»»
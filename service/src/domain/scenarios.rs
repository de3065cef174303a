//! End-to-end editorial flows across the workflow engine, ledger, scheduler and dispatcher.

use chrono::Duration;
use editorial_common::ArticleId;
use editorial_common::article::{Article, ArticleStatus};
use editorial_common::assignment::{AssignmentOutcome, AssignmentRole, AssignmentStatus};
use editorial_common::publication::{DeliveryStatus, PublishTrigger};
use editorial_common::schedule::{Channel, Priority};
use editorial_common::test_utils::site_and;

use crate::domain::clock::Clock;
use crate::domain::error::EditorialError;
use crate::domain::repository::EditorialRepository;
use crate::domain::repository::query::AssignmentFilter;
use crate::domain::testing::{Fixture, RecordingChannel, editor, reviewer};
use crate::domain::workflow::WorkflowAction;
use crate::domain::workflow_engine::ScheduleRequest;

fn in_one_hour(fixture: &Fixture) -> ScheduleRequest {
    ScheduleRequest {
        publish_at: fixture.clock.now() + Duration::hours(1),
        channels: Some(site_and(&[Channel::Social])),
        priority: Priority::High,
        notes: None,
    }
}

fn published_transitions(fixture: &Fixture, id: ArticleId) -> usize {
    fixture
        .audit
        .records()
        .iter()
        .filter(|record| record.article_id == Some(id))
        .filter(|record| {
            matches!(
                record.entry,
                crate::domain::audit::AuditEntry::Transition { to: ArticleStatus::Published, .. }
            )
        })
        .count()
}

#[tokio::test]
async fn scheduled_article_is_published_by_the_tick() {
    let fixture = Fixture::new();
    let article = fixture.approved("Letters From Lisbon").await;
    fixture.engine.schedule(&editor(), article.id, in_one_hour(&fixture)).await.unwrap();

    fixture.clock.advance(Duration::hours(1));
    let report = fixture.scheduler.tick().await.unwrap();

    assert_eq!(report.published, vec![article.id]);
    let published = fixture.engine.get_article(article.id).await.unwrap();
    assert_eq!(published.status(), ArticleStatus::Published);
    assert_eq!(published.publish_at(), None);

    let event = fixture.engine.publication_status(article.id).await.unwrap().unwrap();
    assert_eq!(event.trigger, PublishTrigger::Schedule { publish_at: fixture.clock.now() });
    assert_eq!(event.results[&Channel::Site].status, DeliveryStatus::Delivered);
    assert_eq!(event.results[&Channel::Social].status, DeliveryStatus::Delivered);
}

#[tokio::test(start_paused = true)]
async fn failed_social_channel_is_recorded_without_unpublishing() {
    let fixture = Fixture::with_channels(
        RecordingChannel::new(Channel::Site),
        RecordingChannel::failing(Channel::Social),
    );
    let article = fixture.approved("Letters From Lisbon").await;
    fixture.engine.schedule(&editor(), article.id, in_one_hour(&fixture)).await.unwrap();

    fixture.clock.advance(Duration::hours(1));
    fixture.scheduler.tick().await.unwrap();

    assert_eq!(fixture.engine.get_article(article.id).await.unwrap().status(), ArticleStatus::Published);
    let event = fixture.engine.publication_status(article.id).await.unwrap().unwrap();
    assert!(event.is_live());
    assert_eq!(event.results[&Channel::Social].status, DeliveryStatus::Failed);
}

#[tokio::test]
async fn revision_round_trip_returns_to_review() {
    let fixture = Fixture::new();
    let article = fixture.in_review("Letters From Lisbon").await;

    let revised = fixture.engine.request_revision(&reviewer(), article.id, "fix intro").await.unwrap();
    assert_eq!(revised.status(), ArticleStatus::NeedsRevision);
    assert_eq!(revised.state.revision_note().map(|note| note.to_string()), Some("fix intro".to_string()));

    let history = fixture
        .ledger
        .list(AssignmentFilter { article_id: Some(article.id), role: Some(AssignmentRole::Reviewer), ..Default::default() })
        .await
        .unwrap();
    assert_eq!(history.len(), 1);
    assert_eq!(history[0].status, AssignmentStatus::Completed);
    assert_eq!(history[0].outcome, Some(AssignmentOutcome::RevisionRequested));

    let resubmitted = fixture.engine.submit_for_review(&editor(), article.id, None).await.unwrap();
    assert_eq!(resubmitted.status(), ArticleStatus::InReview);
    assert!(resubmitted.state.revision_note().is_none());

    // the previous reviewer is put back on the article
    let pending = fixture.pending_for(article.id).await;
    assert_eq!(pending.len(), 1);
    assert_eq!(pending[0].assignee_id, reviewer().id);
}

#[tokio::test]
async fn scheduling_a_draft_is_an_invalid_transition() {
    let fixture = Fixture::new();
    let draft = fixture.draft("Letters From Lisbon").await;

    let err = fixture.engine.schedule(&editor(), draft.id, in_one_hour(&fixture)).await.unwrap_err();

    assert!(matches!(
        err,
        EditorialError::InvalidTransition { from: ArticleStatus::Draft, action: WorkflowAction::Schedule }
    ));
    assert_eq!(fixture.engine.get_article(draft.id).await.unwrap().status(), ArticleStatus::Draft);
    assert!(fixture.engine.schedule_entry(draft.id).await.unwrap().is_none());
}

#[tokio::test]
async fn late_second_tick_does_not_publish_again() {
    let fixture = Fixture::new();
    let article = fixture.approved("Letters From Lisbon").await;
    fixture.engine.schedule(&editor(), article.id, in_one_hour(&fixture)).await.unwrap();
    fixture.clock.advance(Duration::hours(3));

    let first = fixture.scheduler.tick().await.unwrap();
    let second = fixture.scheduler.tick().await.unwrap();

    assert_eq!(first.published, vec![article.id]);
    assert!(second.published.is_empty());
    assert_eq!(fixture.site.calls(), 1);
    assert_eq!(published_transitions(&fixture, article.id), 1);
}

#[tokio::test]
async fn stale_due_entry_is_skipped() {
    let fixture = Fixture::new();
    let article = fixture.approved("Letters From Lisbon").await;
    let first = in_one_hour(&fixture);
    let stale_publish_at = first.publish_at;
    fixture.engine.schedule(&editor(), article.id, first).await.unwrap();

    // a tick read the entry, then the editor moved the publication to a later time
    fixture.engine.cancel_schedule(&editor(), article.id).await.unwrap();
    let mut later = in_one_hour(&fixture);
    later.publish_at += Duration::hours(5);
    fixture.engine.schedule(&editor(), article.id, later).await.unwrap();

    fixture.clock.advance(Duration::hours(1));
    let trigger = PublishTrigger::Schedule { publish_at: stale_publish_at };
    let outcome = fixture.engine.execute_publish(article.id, trigger, None).await.unwrap();

    assert!(outcome.is_none());
    assert_eq!(fixture.engine.get_article(article.id).await.unwrap().status(), ArticleStatus::Scheduled);
    assert_eq!(fixture.site.calls(), 0);
}

#[tokio::test]
async fn cancelled_schedule_is_never_published() {
    let fixture = Fixture::new();
    let article = fixture.approved("Letters From Lisbon").await;
    fixture.engine.schedule(&editor(), article.id, in_one_hour(&fixture)).await.unwrap();
    fixture.engine.cancel_schedule(&editor(), article.id).await.unwrap();

    fixture.clock.advance(Duration::days(1));
    let report = fixture.scheduler.tick().await.unwrap();

    assert_eq!(report.due, 0);
    assert_eq!(fixture.engine.get_article(article.id).await.unwrap().status(), ArticleStatus::Approved);
    assert_eq!(fixture.site.calls(), 0);
}

#[tokio::test(flavor = "multi_thread", worker_threads = 4)]
async fn concurrent_publish_now_and_tick_publish_exactly_once() {
    let fixture = Fixture::new();

    for round in 0..20 {
        let article = fixture.approved(&format!("Race {round}")).await;
        let mut request = in_one_hour(&fixture);
        request.channels = Some(site_and(&[]));
        fixture.engine.schedule(&editor(), article.id, request).await.unwrap();
        fixture.clock.advance(Duration::hours(1));

        let engine = fixture.engine.clone();
        let scheduler = fixture.scheduler.clone();
        let id = article.id;
        let manual = tokio::spawn(async move { engine.publish_now(&editor(), id, None).await });
        let tick = tokio::spawn(async move { scheduler.tick().await });

        let manual = manual.await.unwrap();
        let tick = tick.await.unwrap().unwrap();

        let by_tick = tick.published.contains(&id);
        assert!(manual.is_ok() != by_tick, "round {round}: exactly one path publishes");
        if let Err(err) = manual {
            assert!(matches!(err, EditorialError::InvalidTransition { from: ArticleStatus::Published, .. }));
        }
        assert_eq!(published_transitions(&fixture, id), 1);
    }

    assert_eq!(fixture.site.calls(), 20);
}

/// Applies one workflow action the way an editor with every grant would.
async fn apply(fixture: &Fixture, action: WorkflowAction, id: ArticleId) -> Result<Article, EditorialError> {
    let actor = editor();
    match action {
        WorkflowAction::SubmitForReview => fixture.engine.submit_for_review(&actor, id, None).await,
        WorkflowAction::Approve => fixture.engine.approve(&actor, id).await,
        WorkflowAction::RequestRevision => fixture.engine.request_revision(&actor, id, "fix intro").await,
        WorkflowAction::Schedule => fixture.engine.schedule(&actor, id, in_one_hour(fixture)).await,
        WorkflowAction::CancelSchedule => fixture.engine.cancel_schedule(&actor, id).await,
        WorkflowAction::PublishNow => fixture.engine.publish_now(&actor, id, None).await.map(|p| p.article),
        WorkflowAction::Archive => fixture.engine.archive(&actor, id).await,
    }
}

#[tokio::test]
async fn every_action_sequence_keeps_status_and_schedule_consistent() {
    let fixture = Fixture::new();
    let actions = WorkflowAction::ALL;

    let mut sequences: Vec<Vec<WorkflowAction>> = vec![vec![]];
    for _ in 0..3 {
        sequences = sequences
            .into_iter()
            .flat_map(|prefix| {
                actions.iter().map(move |action| {
                    let mut next = prefix.clone();
                    next.push(*action);
                    next
                })
            })
            .collect();
    }

    for sequence in sequences {
        let article = fixture.draft("Sequence").await;
        let mut status = article.status();

        for action in &sequence {
            let result = apply(&fixture, *action, article.id).await;
            let stored = fixture.engine.get_article(article.id).await.unwrap();

            match result {
                Ok(_) => {
                    assert!(action.is_allowed_from(status), "{sequence:?}");
                    assert_eq!(stored.status(), action.target(), "{sequence:?}");
                }
                Err(EditorialError::InvalidTransition { from, .. }) => {
                    assert!(!action.is_allowed_from(status), "{sequence:?}");
                    assert_eq!(from, status);
                    assert_eq!(stored.status(), status, "{sequence:?}");
                }
                Err(other) => panic!("{sequence:?}: unexpected {other}"),
            }
            status = stored.status();

            let entry = fixture.repository.find_schedule_entry(article.id).await.unwrap();
            let scheduled = status == ArticleStatus::Scheduled;
            assert_eq!(stored.publish_at().is_some(), scheduled, "{sequence:?}");
            assert_eq!(entry.map(|e| e.publish_at), stored.publish_at(), "{sequence:?}");
        }
    }
}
««
**REQUIREMENT**.
When you reach the line holding "let pending = fixture.pending_for(article.id).await;" in the records above, begin reproducing exactly, stop after the line holding "let trigger = PublishTrigger::Schedule", and output nothing else.

**ANSWER SECTION**.
    let pending = fixture.pending_for(article.id).await;
    assert_eq!(pending.len(), 1);
    assert_eq!(pending[0].assignee_id, reviewer().id);
}

#[tokio::test]
async fn scheduling_a_draft_is_an_invalid_transition() {
    let fixture = Fixture::new();
    let draft = fixture.draft("Letters From Lisbon").await;

    let err = fixture.engine.schedule(&editor(), draft.id, in_one_hour(&fixture)).await.unwrap_err();

    assert!(matches!(
        err,
        EditorialError::InvalidTransition { from: ArticleStatus::Draft, action: WorkflowAction::Schedule }
    ));
    assert_eq!(fixture.engine.get_article(draft.id).await.unwrap().status(), ArticleStatus::Draft);
    assert!(fixture.engine.schedule_entry(draft.id).await.unwrap().is_none());
}

#[tokio::test]
async fn late_second_tick_does_not_publish_again() {
    let fixture = Fixture::new();
    let article = fixture.approved("Letters From Lisbon").await;
    fixture.engine.schedule(&editor(), article.id, in_one_hour(&fixture)).await.unwrap();
    fixture.clock.advance(Duration::hours(3));

    let first = fixture.scheduler.tick().await.unwrap();
    let second = fixture.scheduler.tick().await.unwrap();

    assert_eq!(first.published, vec![article.id]);
    assert!(second.published.is_empty());
    assert_eq!(fixture.site.calls(), 1);
    assert_eq!(published_transitions(&fixture, article.id), 1);
}

#[tokio::test]
async fn stale_due_entry_is_skipped() {
    let fixture = Fixture::new();
    let article = fixture.approved("Letters From Lisbon").await;
    let first = in_one_hour(&fixture);
    let stale_publish_at = first.publish_at;
    fixture.engine.schedule(&editor(), article.id, first).await.unwrap();

    // a tick read the entry, then the editor moved the publication to a later time
    fixture.engine.cancel_schedule(&editor(), article.id).await.unwrap();
    let mut later = in_one_hour(&fixture);
    later.publish_at += Duration::hours(5);
    fixture.engine.schedule(&editor(), article.id, later).await.unwrap();

    fixture.clock.advance(Duration::hours(1));
    let trigger = PublishTrigger::Schedule { publish_at: stale_publish_at };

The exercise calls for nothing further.